I am filled with joy – I mean real euphoria. I thank God. I thank Stephanie. Then I cry. And then I remember what I promised in return: I will no longer doubt God’s existence.

Thirteen years pass… Los Angeles: Winter

I’ve been in private practice as a metaphysical counselor for seven years. Not only have I immersed myself in spiritual thought, I have made a livelihood out of it. By now, I am convinced that some amazing, unknowable intelligence exists from which I am inseparable. This omni-present genius created me (and everything else), animates me (and everything else), and co-creates with me (and everyone else). I’m finally comfortable in my own skin, having spent eighteen of the last twenty-nine years in some sort of therapy, mentorship, personal growth seminar or alternative school. Two years ago my self-help book, “When You Reach the End of Your Rope, Let Go!” was published, chronicling and systematizing my spiritual journey from breakdown to breakthrough.

I find myself at a weekend-long class taught by an unusually gifted healer. During one of the breaks, I pull Mary aside and tell her the story of my breakdown and of the woman who approached me so long ago at the Inside Edge. She listens poker-faced, with the wisdom of a woman who has heard just about everything. She smiles knowingly and says, “One of your other-dimensional selves saw that you weren’t going to make it. Your Pleiadean self stepped in and took over this dimensional ‘Geoffrey.’ That’s why you feel so different, and that’s why you are no longer afraid. Your guides are very powerful, indeed. It is good to meet you. There are many of us here.”
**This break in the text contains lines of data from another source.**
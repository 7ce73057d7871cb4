//! Behavior profile learner.
//!
//! Aggregates authentic activity over a trailing window into histograms that
//! synthetic entities are drawn from. Sparse or empty inputs degrade per
//! histogram to hardcoded priors, so no consumer ever sees an empty
//! distribution or a NaN average.

use std::collections::HashMap;
use std::sync::Arc;

use chrono::{Duration, NaiveDateTime, Timelike};
use tracing::{debug, warn};

use crate::config::ProfileConfig;
use crate::data::{CITIES, traits};
use crate::domain::{ActivityRow, AverageMetrics, BehaviorProfile, Histogram, Industry};
use crate::profile::cache::ProfileCache;
use crate::store::ActivitySource;

/// Hour-of-day prior: complaints cluster after hours.
const DEFAULT_HOUR_WEIGHTS: [f64; 24] = [
    2.0, 1.0, 0.5, 0.3, 0.2, 0.2, 0.4, 1.0, 2.0, 3.0, 3.0, 3.0, //
    4.0, 3.0, 3.0, 3.5, 4.0, 5.0, 6.0, 7.0, 8.0, 8.0, 6.0, 4.0,
];

const DEFAULT_CATEGORIES: [(&str, f64); 5] = [
    ("overtime", 5.0),
    ("meeting", 3.0),
    ("deadline", 3.0),
    ("commute", 2.0),
    ("slacking", 1.0),
];

const DEFAULT_AVERAGES: AverageMetrics = AverageMetrics {
    content_length: 48.0,
    likes: 6.0,
    comments: 2.0,
    posts_per_day: 0.0,
};

impl BehaviorProfile {
    /// Profile built entirely from priors.
    pub fn fallback(now: NaiveDateTime, top_cities: usize) -> Self {
        Self {
            hour_histogram: default_hour_histogram(),
            category_histogram: default_category_histogram(),
            city_histogram: default_city_histogram(top_cities),
            industry_histogram: default_industry_histogram(),
            averages: DEFAULT_AVERAGES,
            sample_size: 0,
            computed_at: now,
            is_fallback: true,
        }
    }
}

/// Computes and caches [`BehaviorProfile`]s.
#[derive(Debug)]
pub struct BehaviorProfileLearner {
    config: ProfileConfig,
    cache: ProfileCache,
}

impl BehaviorProfileLearner {
    /// TTLs beyond what `chrono::Duration` holds saturate at `Duration::MAX`.
    pub fn new(config: ProfileConfig) -> Self {
        let ttl = i64::try_from(config.ttl_secs)
            .ok()
            .and_then(Duration::try_seconds)
            .unwrap_or(Duration::MAX);
        let cache = ProfileCache::new(ttl);
        Self { config, cache }
    }

    /// Use an externally owned cache, e.g. one shared with a warmup task.
    pub fn with_cache(config: ProfileConfig, cache: ProfileCache) -> Self {
        Self { config, cache }
    }

    pub fn cache(&self) -> &ProfileCache {
        &self.cache
    }

    /// Aggregate the trailing `window_days` of authentic activity.
    ///
    /// A storage failure is treated like an empty window: it yields the
    /// fallback profile and logs a warning.
    pub fn compute_profile(
        &self,
        source: &(impl ActivitySource + ?Sized),
        now: NaiveDateTime,
        window_days: u32,
    ) -> BehaviorProfile {
        let window_days = window_days.max(1);
        let since = Duration::try_days(i64::from(window_days))
            .and_then(|window| now.checked_sub_signed(window))
            .unwrap_or(NaiveDateTime::MIN);
        match source.activity_since(since) {
            Ok(rows) => build_profile(&rows, now, window_days, self.config.top_cities),
            Err(err) => {
                warn!(error = %err, "activity read failed; using fallback behavior profile");
                BehaviorProfile::fallback(now, self.config.top_cities)
            }
        }
    }

    /// Cached profile, recomputed when missing or older than the TTL.
    pub fn get_profile(
        &self,
        source: &(impl ActivitySource + ?Sized),
        now: NaiveDateTime,
    ) -> Arc<BehaviorProfile> {
        if let Some((profile, false)) = self.cache.get(now) {
            debug!(computed_at = %profile.computed_at, "behavior profile cache hit");
            return profile;
        }

        let profile = Arc::new(self.compute_profile(source, now, self.config.window_days));
        debug!(
            sample_size = profile.sample_size,
            fallback = profile.is_fallback,
            "behavior profile recomputed"
        );
        self.cache.put(Arc::clone(&profile), now);
        profile
    }
}

/// Pure aggregation over already-fetched rows.
pub fn build_profile(
    rows: &[ActivityRow],
    now: NaiveDateTime,
    window_days: u32,
    top_cities: usize,
) -> BehaviorProfile {
    let authentic: Vec<&ActivityRow> = rows.iter().filter(|r| !r.is_synthetic).collect();
    if authentic.is_empty() {
        return BehaviorProfile::fallback(now, top_cities);
    }

    let mut hours = [0.0f64; 24];
    let mut categories: HashMap<&str, f64> = HashMap::new();
    let mut cities: HashMap<&str, f64> = HashMap::new();
    let mut industries: HashMap<Industry, f64> = HashMap::new();
    let (mut length_sum, mut likes_sum, mut comments_sum) = (0.0, 0.0, 0.0);

    for row in &authentic {
        hours[row.timestamp.hour() as usize] += 1.0;

        let category = row.category.trim();
        if !category.is_empty() {
            *categories.entry(category).or_default() += 1.0;
        }
        if let Some(city) = row.city.as_deref().map(str::trim).filter(|c| !c.is_empty()) {
            *cities.entry(city).or_default() += 1.0;
        }
        if let Some(industry) = row.industry.as_deref().filter(|i| !i.trim().is_empty()) {
            *industries.entry(Industry::from_label(industry)).or_default() += 1.0;
        }

        length_sum += row.content_length as f64;
        likes_sum += row.likes as f64;
        comments_sum += row.comments as f64;
    }

    let n = authentic.len() as f64;
    let hour_histogram = (0u32..24).zip(hours).collect();

    let category_histogram = or_default(into_ranked(categories, usize::MAX), default_category_histogram);
    let city_histogram = or_default(into_ranked(cities, top_cities), || default_city_histogram(top_cities));

    let mut industry_histogram: Histogram<Industry> = industries.into_iter().collect();
    industry_histogram.sort_by(|a, b| b.1.total_cmp(&a.1).then(a.0.cmp(&b.0)));
    let industry_histogram = or_default(industry_histogram, default_industry_histogram);

    BehaviorProfile {
        hour_histogram,
        category_histogram,
        city_histogram,
        industry_histogram,
        averages: AverageMetrics {
            content_length: length_sum / n,
            likes: likes_sum / n,
            comments: comments_sum / n,
            posts_per_day: n / window_days.max(1) as f64,
        },
        sample_size: authentic.len(),
        computed_at: now,
        is_fallback: false,
    }
}

/// Heaviest first, ties by key, capped at `top_n`.
fn into_ranked(counts: HashMap<&str, f64>, top_n: usize) -> Histogram<String> {
    let mut out: Histogram<String> = counts.into_iter().map(|(k, w)| (k.to_string(), w)).collect();
    out.sort_by(|a, b| b.1.total_cmp(&a.1).then_with(|| a.0.cmp(&b.0)));
    out.truncate(top_n);
    out
}

fn or_default<K>(hist: Histogram<K>, fallback: impl FnOnce() -> Histogram<K>) -> Histogram<K> {
    if hist.is_empty() { fallback() } else { hist }
}

fn default_hour_histogram() -> Histogram<u32> {
    (0u32..24).zip(DEFAULT_HOUR_WEIGHTS).collect()
}

fn default_category_histogram() -> Histogram<String> {
    DEFAULT_CATEGORIES
        .iter()
        .map(|(k, w)| (k.to_string(), *w))
        .collect()
}

fn default_city_histogram(top_cities: usize) -> Histogram<String> {
    CITIES
        .iter()
        .take(top_cities.max(1))
        .map(|c| (c.name.to_string(), c.tier.multiplier()))
        .collect()
}

fn default_industry_histogram() -> Histogram<Industry> {
    Industry::ALL
        .iter()
        .map(|i| (*i, traits(*i).default_weight))
        .collect()
}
Look, I’m as big a skeptic as the next guy – none of this airy-fairy stuff for me. That said, this is what I know: I grew up in a house where I didn’t feel safe or loved. I met the world head on, and the impact knocked me unconscious. When I came to I wasn’t sure of anything. A lot of that was a blessing, as I had been so sure of my own worthlessness for so long. With a clean slate I could paint all sorts of new ideas onto the canvas of my consciousness, without having to battle the screaming fear and paralyzing doubt that characterized my former self. I made a deal with God. I didn’t pray in the traditional sense. I made a declaration: If You take my asthma away, I will believe in You. Holding up my end of the bargain has been a life-long process, but it has changed everything. Now I help others help themselves. That’s what I know. That’s what I know.

Fifteen years pass… Los Angeles: Winter

I sit at my computer, typing away at this “Thank God I…” story. It’s been twenty-three years since I first hung out my shingle and began offering back the gifts that came along with the breakdown/breakthrough. I’ve come to realize that the “fear of death” I am here to help people overcome is not only their physical death but, perhaps even more importantly, the death of their egos. I realize, too, that telling my story has become an important part of that work because it gives others hope. If I turned lemons into lemonade, they can, too.
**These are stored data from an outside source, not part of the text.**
#[cfg(test)]
mod tests {
    use chrono::NaiveDate;
    use rand::SeedableRng;
    use rand::rngs::StdRng;

    use super::*;
    use crate::blend::BlendConfig;
    use crate::store::MemoryStore;

    fn now() -> NaiveDateTime {
        NaiveDate::from_ymd_opt(2026, 3, 10)
            .unwrap()
            .and_hms_opt(21, 30, 0)
            .unwrap()
    }

    fn shenzhen() -> GeoPoint {
        GeoPoint::new(22.5431, 114.0579)
    }

    fn entity(id: &str, lat: f64, lon: f64, minutes_ago: i64) -> AuthenticEntity {
        AuthenticEntity {
            id: id.to_string(),
            position: GeoPoint::new(lat, lon),
            last_activity: now() - Duration::minutes(minutes_ago),
            category: "overtime".to_string(),
        }
    }

    fn fixtures() -> (GeospatialSynthesis, PopulationBlendController, BehaviorProfile) {
        (
            GeospatialSynthesis::new(GeoConfig::default()),
            PopulationBlendController::new(BlendConfig::default()).unwrap(),
            BehaviorProfile::fallback(now(), 20),
        )
    }

    fn query(limit: usize, include_synthetic: bool) -> NearbyQuery {
        NearbyQuery {
            center: shenzhen(),
            radius_meters: 1_000.0,
            limit,
            include_synthetic,
        }
    }

    #[test]
    fn empty_store_without_synthetic_is_empty() {
        let (geo, blend, profile) = fixtures();
        let mut rng = StdRng::seed_from_u64(1);
        let result = geo
            .nearby(&MemoryStore::default(), &blend, &profile, &query(20, false), now(), &mut rng)
            .unwrap();
        assert!(result.entities.is_empty());
        assert_eq!(result.authentic_count, 0);
        assert_eq!(result.synthetic_count, 0);
        assert!(result.estimated_area_total > 0);
    }

    #[test]
    fn exact_radius_filter_drops_bbox_corners() {
        let (geo, blend, profile) = fixtures();
        let mut store = MemoryStore::default();
        store.push_authentic(entity("near", 22.5440, 114.0579, 10));
        // Inside the bounding box corner but ~1.3 km away.
        store.push_authentic(entity("corner", 22.5515, 114.0668, 10));

        let mut rng = StdRng::seed_from_u64(2);
        let result = geo
            .nearby(&store, &blend, &profile, &query(20, false), now(), &mut rng)
            .unwrap();
        let ids: Vec<&str> = result.entities.iter().map(|e| e.id()).collect();
        assert_eq!(ids, vec!["near"]);
    }

    #[test]
    fn cold_start_tops_up_and_sorts() {
        let (geo, blend, profile) = fixtures();
        let mut store = MemoryStore::default();
        store.push_authentic(entity("a", 22.5435, 114.0579, 10));
        store.push_authentic(entity("b", 22.5460, 114.0579, 600));

        let mut rng = StdRng::seed_from_u64(3);
        let result = geo
            .nearby(&store, &blend, &profile, &query(20, true), now(), &mut rng)
            .unwrap();

        assert_eq!(result.authentic_count, 2);
        // floor(20 × 0.9) = 18, capped at 20 − 2.
        assert_eq!(result.synthetic_count, 18);
        assert_eq!(result.entities.len(), 20);
        assert!(result
            .entities
            .windows(2)
            .all(|w| w[0].distance_m() <= w[1].distance_m()));
        assert!(result.entities.iter().all(|e| e.distance_m() <= 1_000.0));

        let status_of = |id: &str| result.entities.iter().find(|e| e.id() == id).map(|e| e.status());
        assert_eq!(status_of("a"), Some(WorkStatus::Working));
        assert_eq!(status_of("b"), Some(WorkStatus::Off));
    }

    #[test]
    fn synthetic_entities_resolve_city() {
        let (geo, blend, profile) = fixtures();
        let mut rng = StdRng::seed_from_u64(4);
        let result = geo
            .nearby(&MemoryStore::default(), &blend, &profile, &query(10, true), now(), &mut rng)
            .unwrap();
        assert_eq!(result.synthetic_count, 9);
        for e in &result.entities {
            match e {
                NearbyEntity::Synthetic(s) => assert_eq!(s.implied_city, "Shenzhen"),
                NearbyEntity::Authentic { .. } => panic!("store is empty"),
            }
        }
    }

    #[test]
    fn remote_center_samples_city_from_profile() {
        let (geo, blend, mut profile) = fixtures();
        profile.city_histogram = vec![("Chengdu".to_string(), 1.0), ("Wuhan".to_string(), 0.0)];
        let q = NearbyQuery {
            center: GeoPoint::new(10.0, -150.0),
            ..query(10, true)
        };
        let mut rng = StdRng::seed_from_u64(5);
        let result = geo.nearby(&MemoryStore::default(), &blend, &profile, &q, now(), &mut rng).unwrap();
        assert!(!result.entities.is_empty());
        for e in &result.entities {
            if let NearbyEntity::Synthetic(s) = e {
                assert_eq!(s.implied_city, "Chengdu");
            }
        }
    }

    #[test]
    fn stable_ids_repeat_across_calls() {
        let config = GeoConfig {
            stable_synthetic_ids: true,
            ..GeoConfig::default()
        };
        let geo = GeospatialSynthesis::new(config);
        let (_, blend, profile) = fixtures();

        let ids = |seed: u64| {
            let mut rng = StdRng::seed_from_u64(seed);
            let mut ids: Vec<String> = geo
                .nearby(&MemoryStore::default(), &blend, &profile, &query(10, true), now(), &mut rng)
                .unwrap()
                .entities
                .iter()
                .map(|e| e.id().to_string())
                .collect();
            ids.sort();
            ids
        };
        assert_eq!(ids(10), ids(11));
    }

    #[test]
    fn radius_and_limit_are_clamped() {
        let (geo, _, _) = fixtures();
        assert_eq!(geo.clamp_radius(-5.0), 100.0);
        assert_eq!(geo.clamp_radius(f64::INFINITY), 100.0);
        assert_eq!(geo.clamp_radius(1e9), 50_000.0);
        assert_eq!(geo.clamp_radius(50.0), 50.0);
        assert_eq!(geo.clamp_radius(0.5), 0.5);
        assert_eq!(geo.clamp_limit(0), 1);
        assert_eq!(geo.clamp_limit(10_000), 200);
    }

    #[test]
    fn small_radius_is_honored() {
        let (geo, blend, profile) = fixtures();
        let mut store = MemoryStore::default();
        store.push_authentic(entity("inside", 22.5434, 114.0579, 10));
        // ~80 m north of the center.
        store.push_authentic(entity("outside", 22.54382, 114.0579, 10));

        let q = NearbyQuery {
            radius_meters: 50.0,
            ..query(20, true)
        };
        let mut rng = StdRng::seed_from_u64(6);
        let result = geo.nearby(&store, &blend, &profile, &q, now(), &mut rng).unwrap();

        assert_eq!(result.authentic_count, 1);
        assert!(result.entities.iter().all(|e| e.distance_m() <= 50.0));
        assert!(result.entities.iter().all(|e| e.id() != "outside"));
    }

    #[test]
    fn huge_active_window_marks_everyone_working() {
        let config = GeoConfig {
            active_window_minutes: i64::MAX,
            ..GeoConfig::default()
        };
        let geo = GeospatialSynthesis::new(config);
        let (_, blend, profile) = fixtures();
        let mut store = MemoryStore::default();
        store.push_authentic(entity("old", 22.5435, 114.0579, 60 * 24 * 365));

        let mut rng = StdRng::seed_from_u64(8);
        let result = geo
            .nearby(&store, &blend, &profile, &query(5, false), now(), &mut rng)
            .unwrap();
        assert_eq!(result.entities[0].status(), WorkStatus::Working);
    }

    #[test]
    fn active_estimate_is_bounded_by_area_total() {
        let (geo, _, _) = fixtures();
        let total = geo.estimated_area_total(shenzhen(), 1_000.0);
        let active = geo.estimate_active_nearby(shenzhen(), 1_000.0, now());
        assert!(active > 0);
        assert!(active <= total);
    }
}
Because of the “gift” of my abusive childhood and the subsequent life-crushing toxic consciousness with which it left me, I speak the language of hopelessness, fear and anger fluently. Having undergone a complete breakdown and subsequent rebuilding, I find that I am positioned to help others transcend their fear and pain – their identification with ego – and reach the inner peace that comes with connecting to their true, spirit-based selves. Having reached the end of my rope; having made that deal with God; and having done my best to keep my end of the bargain, I now move through life a little more gracefully, with a strong working personal philosophy: I am you.

Wow… What a ride. And on and on it goes. Thank God I had that nervous breakdown!